Excerpt
End of Discussion
1
Head Explosions
You’re perched in front of your laptop, eyes boring holes into the screen. A familiar, uneasy feeling swells inside you. Moments ago, you logged in to Facebook, where a gray-lettered prompt in small font beckoned you with four innocuous words: What’s on your mind? Something is on your mind, as it happens; it pertains to a viral national controversy, and a lot of people in your feed have been buzzing about it. You’ve entered a few sentences reflecting your opinion into the status field, and now you’re anxiously eyeing the post icon. One click, and your take will officially be on the record, permanently. Sure, there’s an edit button, and a delete function, but the Internet is forever. You’ve posted hundreds of statuses before, accumulating countless “likes” and sparking a handful of debates, but this time feels different.
The hot story du jour is fraught with . . . let’s call them sensitivities. A significant number of people in your “friend” orbit aren’t going to agree with your minicommentary. That’s fine with you, in theory, but you’re increasingly aware that disagreement of this type may not end well. You’ve seen it happen: angry comment “flame” wars erupt, friendships are strained or dissolved, heavy-duty names are called, and motives are impugned. HR departments have even gotten involved on occasion.
Here’s the thing: you don’t want to be lumped into the “bad person” camp--a fate that awaits those who fail to convey the proper feelings on a matter of public debate. You’re confident you don’t deserve it, and you know what is, and is not, in your heart. But other people might not, and some won’t care. They might seize on a word or a sentence fragment in your post, and things could spiral from there. Posting a selfie, or a music video, or that adorable photo of your dog is far less likely to get ugly (one doesn’t typically get called a bigot posting about one’s puppy1), so you select the text you’ve entered and trash it. It’s just not worth it. You click away from the page and move on.

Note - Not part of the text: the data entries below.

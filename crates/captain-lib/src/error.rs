//! Error taxonomy for the node agent

use crate::runtime::RuntimeError;
use thiserror::Error;

#[derive(Error, Debug)]
pub enum CaptainError {
    /// Host capacity could not be determined at startup
    #[error("failed to determine node capacity: {0}")]
    Capacity(#[source] RuntimeError),

    #[error("failed to connect to spinner at {endpoint}: {reason}")]
    Connect { endpoint: String, reason: String },

    #[error("failed to attach to spinner: {0}")]
    Attach(#[source] tonic::Status),

    /// The task stream failed before a clean end-of-stream
    #[error("task stream receive failed: {0}")]
    Receive(#[source] tonic::Status),

    #[error("failed to open task log stream: {0}")]
    LogStream(#[source] tonic::Status),

    #[error("status push to spinner failed: {0}")]
    StatusPush(#[source] tonic::Status),

    #[error("invalid task {task_id:?}: {reason}")]
    InvalidTask { task_id: String, reason: String },

    #[error("insufficient capacity for task {task_id}: requested {requested}, unassigned {unassigned}")]
    InsufficientCapacity {
        task_id: String,
        requested: String,
        unassigned: String,
    },

    #[error("container runtime error: {0}")]
    Runtime(#[from] RuntimeError),

    #[error("background loop failed: {0}")]
    Join(#[from] tokio::task::JoinError),
}

pub type Result<T> = std::result::Result<T, CaptainError>;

A growing number of Americans are beginning to sense an insidious strain of self-censorship in themselves, either explicitly or subconsciously. You find yourself keeping your mouth shut about controversial issues like gay marriage or so-called women’s issues because you’d rather not suffer the social costs of being cast as the enemy by the increasingly aggressive thought police. They have enforcers everywhere--at the office, at dinner parties, and all over the media. This silencing impulse isn’t born out of normal or healthy self-reflection and restraint; it arises out of fear. Nor is it part of a free society’s natural process of discarding truly pernicious ideas after open discussion, making marginalization the rightful cost of losing to better arguments. Instead, outrage mongers turn this process on its head, disqualifying ideas without debate instead of after debate.
The fear to speak is cultivated by people who actively work to raise the social cost of engaging publicly on any number of issues. We call them the Outrage Circus. They are highly ideological, often deeply partisan, and relentless in their vigilance, ever on alert to name and shame violators of their approved order. Once you’ve violated one of their capricious and fluid “rules”--even unwittingly--malice is attributed, and restitution is demanded. Nothing short of full, professed repentance shall suffice.
But sometimes even that is not enough, as the relentless, pedantic hall monitors of our discourse often see fit to exact economic costs for perceived social transgressions. Think or express the wrong ideas, and they’ll come after your livelihood. Play the wrong Top 40 hit at a club? Pink slip for you, as one college DJ found out in North Carolina. Uncomfortable with hosting a same-sex marriage ceremony in your own home? That’ll be a $13,000 fine, as a couple with a small business in New York discovered. Display the wrong piece of modern art on an American campus, and you’ll bring scandalized activists and professors down on you, as Tony Matelli realized when his realistic tighty-whitey-clad statue Sleepwalker was shunned and vandalized on the Wellesley College campus after being deemed potentially traumatic for women on campus.2 Hell, even Vagina Monologues playwright Eve Ensler has had her work banned because it’s not sufficiently inclusive of women.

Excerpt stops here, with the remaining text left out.